4. The plasma generation method of claim 1 wherein the plasma display panel further comprises a scan driver connected to the first electrode and a sustain driver connected to the second electrode of the display unit for driving the plasma in the display unit back and forth to sustain the display of the display unit.

5. The plasma generation method of claim 4 wherein the plasma display panel further comprises a data driver electrically connected to the third electrode of the display unit for determining whether the initial plasma spread in the display unit should remain or not.

6. The plasma generation method of claim 1 wherein each of the fourth electrodes is closely installed next to the neighboring first electrode so as to reduce the firing voltage of each display unit.

7. A plasma display panel comprising:

first and second substrates positioned in parallel with each other;

an ionizable gas filled between the two substrates;

a plurality of first, second, third and fourth electrodes installed between the two substrates; and

a display control circuit electrically connected to the four electrodes for controlling operations of the four electrodes;

wherein the first and second electrodes are alternately installed in parallel on the first substrate, the third electrodes are installed on the second substrate perpendicular to the first and second electrodes, each of the fourth electrodes is installed in parallel and close to a neighboring first electrode, and an area between one of the third electrodes and a pair of neighboring first and second electrodes defines a display unit for generating plasma from the ionizable gas in the display unit and driving the plasma;

wherein in each display unit, when applying a first predetermined voltage between the first and fourth electrodes, an initial plasma is generated between the first and fourth electrodes; and

wherein when applying a second predetermined voltage between the first and second electrodes, the initial plasma is spread over the display unit by the second predetermined voltage.

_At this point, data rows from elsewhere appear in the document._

//! Checks over generated projects: `validate` and `audit`

use super::templates::TemplateEngine;
use crate::errors::{AppError, AppResult, ErrorContextExt};
use serde::Serialize;
use std::fmt;
use std::fs;
use std::path::{Path, PathBuf};
use walkdir::{DirEntry, WalkDir};

const SKIPPED_DIRS: &[&str] = &[".git", "target", "node_modules"];

#[derive(Debug, Clone, PartialEq, Eq, Serialize)]
pub struct ValidationReport {
    pub dir: PathBuf,
    pub template: String,
    pub checked: usize,
    pub missing: Vec<String>,
    pub empty: Vec<String>,
}

impl ValidationReport {
    pub fn passed(&self) -> bool {
        self.missing.is_empty() && self.empty.is_empty()
    }
}

/// Every file the template declares must exist and be non-empty
pub fn validate_project(dir: &Path, template: &str) -> AppResult<ValidationReport> {
    require_dir(dir)?;
    let template = TemplateEngine::find(template)?;

    let mut report = ValidationReport {
        dir: dir.to_path_buf(),
        template: template.name.to_string(),
        checked: 0,
        missing: Vec::new(),
        empty: Vec::new(),
    };
    for path in template.paths() {
        report.checked += 1;
        let full = dir.join(path);
        match fs::metadata(&full) {
            Ok(meta) if meta.is_file() && meta.len() > 0 => {}
            Ok(meta) if meta.is_file() => report.empty.push(path.to_string()),
            _ => report.missing.push(path.to_string()),
        }
    }
    tracing::debug!(dir = %dir.display(), checked = report.checked, "validated project");
    Ok(report)
}

#[derive(Debug, Clone, Copy, PartialEq, Eq, PartialOrd, Ord, Serialize)]
#[serde(rename_all = "lowercase")]
pub enum FindingSeverity {
    Info,
    Warning,
    Error,
}

impl fmt::Display for FindingSeverity {
    fn fmt(&self, f: &mut fmt::Formatter<'_>) -> fmt::Result {
        f.pad(match self {
            Self::Info => "info",
            Self::Warning => "warning",
            Self::Error => "error",
        })
    }
}

#[derive(Debug, Clone, PartialEq, Eq, Serialize)]
pub struct Finding {
    pub severity: FindingSeverity,
    pub path: String,
    #[serde(skip_serializing_if = "Option::is_none")]
    pub line: Option<usize>,
    pub message: String,
}

#[derive(Debug, Clone, PartialEq, Eq, Serialize)]
pub struct AuditReport {
    pub dir: PathBuf,
    pub strict: bool,
    pub files_scanned: usize,
    pub findings: Vec<Finding>,
}

impl AuditReport {
    pub fn count(&self, severity: FindingSeverity) -> usize {
        self.findings.iter().filter(|f| f.severity == severity).count()
    }

    /// Errors always fail; warnings only in strict mode
    pub fn passed(&self) -> bool {
        self.count(FindingSeverity::Error) == 0
            && (!self.strict || self.count(FindingSeverity::Warning) == 0)
    }
}

pub fn audit_project(dir: &Path, strict: bool) -> AppResult<AuditReport> {
    require_dir(dir)?;

    let files = collect_files(dir)?;

    let mut findings = Vec::new();
    if !dir.join("README.md").is_file() {
        findings.push(Finding {
            severity: FindingSeverity::Warning,
            path: "README.md".to_string(),
            line: None,
            message: "project has no README.md".to_string(),
        });
    }

    for file in &files {
        let relative = file
            .strip_prefix(dir)
            .unwrap_or(file)
            .to_string_lossy()
            .replace('\\', "/");
        let bytes = fs::read(file).in_file_operation(file, "read project file")?;
        if bytes.is_empty() {
            findings.push(Finding {
                severity: FindingSeverity::Warning,
                path: relative,
                line: None,
                message: "file is empty".to_string(),
            });
            continue;
        }
        // Binary files only get the emptiness check
        let Ok(text) = String::from_utf8(bytes) else {
            continue;
        };
        scan_text(&relative, &text, &mut findings);
    }

    findings.sort_by(|a, b| {
        b.severity
            .cmp(&a.severity)
            .then_with(|| a.path.cmp(&b.path))
            .then_with(|| a.line.cmp(&b.line))
    });

    tracing::debug!(dir = %dir.display(), files = files.len(), findings = findings.len(), "audited project");
    Ok(AuditReport {
        dir: dir.to_path_buf(),
        strict,
        files_scanned: files.len(),
        findings,
    })
}

fn scan_text(path: &str, text: &str, findings: &mut Vec<Finding>) {
    for (number, line) in text.lines().enumerate() {
        let line_no = Some(number + 1);
        if let Some(start) = line.find("{{") {
            if line[start..].contains("}}") {
                findings.push(Finding {
                    severity: FindingSeverity::Error,
                    path: path.to_string(),
                    line: line_no,
                    message: "unrendered template placeholder".to_string(),
                });
            }
        }
        if line.contains("TODO") {
            findings.push(Finding {
                severity: FindingSeverity::Info,
                path: path.to_string(),
                line: line_no,
                message: "TODO marker".to_string(),
            });
        }
    }
}

fn require_dir(dir: &Path) -> AppResult<()> {
    if dir.is_dir() {
        Ok(())
    } else {
        Err(AppError::not_found("project directory", dir.display().to_string()))
    }
}

fn is_skipped_dir(entry: &DirEntry) -> bool {
    entry.depth() > 0
        && entry.file_type().is_dir()
        && entry
            .file_name()
            .to_str()
            .is_some_and(|name| SKIPPED_DIRS.contains(&name))
}

/// Regular files under `dir`, sorted, outside build and VCS directories
fn collect_files(dir: &Path) -> AppResult<Vec<PathBuf>> {
    let mut files = Vec::new();
    for entry in WalkDir::new(dir).into_iter().filter_entry(|e| !is_skipped_dir(e)) {
        let entry = entry.in_file_operation(dir, "walk project directory")?;
        if entry.file_type().is_file() {
            files.push(entry.into_path());
        }
    }
    files.sort();
    Ok(files)
}

#[cfg(test)]
mod tests {
    use super::*;
    use tempfile::TempDir;

    fn write(dir: &Path, path: &str, content: &str) {
        let full = dir.join(path);
        fs::create_dir_all(full.parent().unwrap()).unwrap();
        fs::write(full, content).unwrap();
    }

    #[test]
    fn test_validate_reports_missing_and_empty() {
        let tmp = TempDir::new().unwrap();
        write(tmp.path(), "README.md", "# demo");
        write(tmp.path(), "Cargo.toml", "");
        write(tmp.path(), ".gitignore", "/target");

        let report = validate_project(tmp.path(), "basic").unwrap();
        assert_eq!(report.checked, 4);
        assert_eq!(report.missing, vec!["src/main.rs"]);
        assert_eq!(report.empty, vec!["Cargo.toml"]);
        assert!(!report.passed());
    }

    #[test]
    fn test_validate_missing_directory() {
        let tmp = TempDir::new().unwrap();
        let err = validate_project(&tmp.path().join("nope"), "basic").unwrap_err();
        assert!(matches!(err, AppError::NotFound { .. }));
    }

    #[test]
    fn test_validate_unknown_template() {
        let tmp = TempDir::new().unwrap();
        assert!(validate_project(tmp.path(), "web").is_err());
    }

    #[test]
    fn test_audit_findings() {
        let tmp = TempDir::new().unwrap();
        write(tmp.path(), "src/main.rs", "fn main() {}\n// TODO: args\n");
        write(tmp.path(), "Cargo.toml", "name = \"{{project_name}}\"\n");
        write(tmp.path(), "empty.txt", "");
        write(tmp.path(), "target/debug/skip.rs", "{{ignored}}");

        let report = audit_project(tmp.path(), false).unwrap();
        assert_eq!(report.files_scanned, 3);
        assert_eq!(report.count(FindingSeverity::Error), 1);
        // missing README plus the empty file
        assert_eq!(report.count(FindingSeverity::Warning), 2);
        assert_eq!(report.count(FindingSeverity::Info), 1);
        assert_eq!(report.findings[0].path, "Cargo.toml");
        assert_eq!(report.findings[0].line, Some(1));
        assert!(!report.passed());
    }

    #[test]
    fn test_audit_skips_build_and_vcs_dirs() {
        let tmp = TempDir::new().unwrap();
        write(tmp.path(), "README.md", "# ok\n");
        write(tmp.path(), "src/lib.rs", "pub fn f() {}\n");
        write(tmp.path(), ".git/HEAD", "");
        write(tmp.path(), "target/debug/out.rs", "{{leftover}}");
        write(tmp.path(), "web/node_modules/pkg/index.js", "// TODO");
        // Only the directory names are skipped, not files that share them
        write(tmp.path(), "docs/target", "see build docs\n");

        let report = audit_project(tmp.path(), true).unwrap();
        assert_eq!(report.files_scanned, 3);
        assert!(report.findings.is_empty());
        assert!(report.passed());
    }

    #[test]
    fn test_audit_of_skipped_root_name_still_scans() {
        let tmp = TempDir::new().unwrap();
        let root = tmp.path().join("target");
        write(&root, "README.md", "# ok\n");

        let report = audit_project(&root, false).unwrap();
        assert_eq!(report.files_scanned, 1);
    }

    #[test]
    fn test_strict_fails_on_warnings() {
        let tmp = TempDir::new().unwrap();
        write(tmp.path(), "src/lib.rs", "pub fn f() {}\n");

        assert!(audit_project(tmp.path(), false).unwrap().passed());
        assert!(!audit_project(tmp.path(), true).unwrap().passed());
    }

    #[test]
    fn test_clean_project_passes_strict() {
        let tmp = TempDir::new().unwrap();
        write(tmp.path(), "README.md", "# ok\n");
        assert!(audit_project(tmp.path(), true).unwrap().passed());
    }
}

8. The plasma display panel of claim 7 wherein the fourth electrodes are installed on the first substrate.

9. The plasma display panel of claim 8 wherein each of the fourth electrodes is installed between the first and second electrodes of each display unit.

10. The plasma display panel of claim 7 wherein the display control circuit comprises a scan driver connected to the first electrode and a sustain driver connected to the second electrode of the display unit for driving the plasma in the display unit back and forth to sustain the display of the display unit.

11. The plasma display panel of claim 10 wherein the display control circuit further comprises a data driver electrically connected to the third electrode of the display unit for interacting with the scan driver so as to determine whether the plasma generated in the display unit should remain or not.

12. The plasma display panel of claim 7 wherein each of the fourth electrodes is closely installed next to the neighboring first electrode so as to reduce the firing voltage of each display unit.